Copy every line of the data in which the word "enum" occurs.
--- START ---
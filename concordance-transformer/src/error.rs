//! Error types for concordance-transformer
//!
//! Every error maps to exactly one [`ResultStatus`]; none of them is fatal to
//! the process.

use crate::status::ResultStatus;
use std::fmt;
use thiserror::Error;

/// Validation failures while converting a Smartlogic payload
#[derive(Error, Debug, Clone, PartialEq, Eq)]
pub enum ConversionError {
    /// Payload is not valid JSON for the expected shape
    #[error("Error whilst processing request body: {0}")]
    MalformedPayload(String),

    #[error("Invalid Request Json: Missing/invalid @graph field")]
    MissingGraph,

    #[error("Invalid Request Json: More than 1 concept in smartlogic concept payload which is currently not supported")]
    UnsupportedMultipleConcepts,

    #[error("Invalid Request Json: Missing/invalid @id field")]
    MissingOrInvalidId,

    /// Alternate identifier is not two non-empty `-` delimited segments
    #[error("Bad Request: Concordance id {0} is not a valid TME Id")]
    InvalidIdentifierFormat(String),

    #[error("Bad Request: Payload from smartlogic has a smartlogic uuid that is the same as the uuid generated from the TME id")]
    SelfReferentialConcordance,

    #[error("Bad Request: Payload from smartlogic contains duplicate TME id values")]
    DuplicateConcordance,
}

impl ConversionError {
    pub fn status(&self) -> ResultStatus {
        match self {
            ConversionError::MissingGraph
            | ConversionError::UnsupportedMultipleConcepts
            | ConversionError::MissingOrInvalidId => ResultStatus::SemanticallyIncorrect,
            ConversionError::MalformedPayload(_)
            | ConversionError::InvalidIdentifierFormat(_)
            | ConversionError::SelfReferentialConcordance
            | ConversionError::DuplicateConcordance => ResultStatus::SyntacticallyIncorrect,
        }
    }
}

/// Transport-level failure talking to the writer
#[derive(Error, Debug)]
pub enum WriterError {
    /// Connection refused, DNS failure, timeout, ...
    #[error("{0}")]
    Transport(String),
}

impl From<reqwest::Error> for WriterError {
    fn from(err: reqwest::Error) -> Self {
        WriterError::Transport(err.to_string())
    }
}

/// Writer operation, used in log lines and error messages
#[derive(Debug, Clone, Copy, PartialEq, Eq)]
pub enum WriterOperation {
    Write,
    Delete,
}

impl fmt::Display for WriterOperation {
    fn fmt(&self, f: &mut fmt::Formatter<'_>) -> fmt::Result {
        match self {
            WriterOperation::Write => f.write_str("Write"),
            WriterOperation::Delete => f.write_str("Delete"),
        }
    }
}

/// Failure forwarding a record to the writer
#[derive(Error, Debug)]
pub enum DispatchError {
    #[error("Service Unavailable: {operation} request to writer resulted in error: {source}")]
    Unavailable {
        operation: WriterOperation,
        #[source]
        source: WriterError,
    },

    #[error("Internal Error: {operation} request to writer returned unexpected status: {status}")]
    UnexpectedStatus {
        operation: WriterOperation,
        status: u16,
    },
}

impl DispatchError {
    pub fn status(&self) -> ResultStatus {
        match self {
            DispatchError::Unavailable { .. } => ResultStatus::ServiceUnavailable,
            DispatchError::UnexpectedStatus { .. } => ResultStatus::InternalError,
        }
    }
}

/// Failure processing a complete event (conversion plus dispatch)
#[derive(Error, Debug)]
pub enum ProcessingError {
    #[error(transparent)]
    Conversion(#[from] ConversionError),

    #[error(transparent)]
    Dispatch(#[from] DispatchError),
}

impl ProcessingError {
    pub fn status(&self) -> ResultStatus {
        match self {
            ProcessingError::Conversion(err) => err.status(),
            ProcessingError::Dispatch(err) => err.status(),
        }
    }
}

/// Message stream failures
#[derive(Error, Debug)]
pub enum ConsumerError {
    #[error("Redis error: {0}")]
    Redis(#[from] redis::RedisError),

    #[error("Stream {topic} is not available: {source}")]
    TopicUnavailable {
        topic: String,
        #[source]
        source: redis::RedisError,
    },

    /// No broker connection has been established yet
    #[error("Not connected to the stream broker")]
    NotConnected,
}

/// Health check failure, rendered into the health endpoints
#[derive(Error, Debug)]
pub enum HealthError {
    #[error("Error {detail} calling writer at {url}")]
    WriterUnreachable { url: String, detail: String },

    #[error("Writer {url} returned status {status}")]
    WriterUnhealthy { url: String, status: u16 },

    #[error("Stream connectivity check failed: {0}")]
    Stream(#[from] ConsumerError),
}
--- END ---
[Response area]
pub enum ConversionError {
pub enum WriterError {
pub enum WriterOperation {
pub enum DispatchError {
pub enum ProcessingError {
pub enum ConsumerError {
pub enum HealthError {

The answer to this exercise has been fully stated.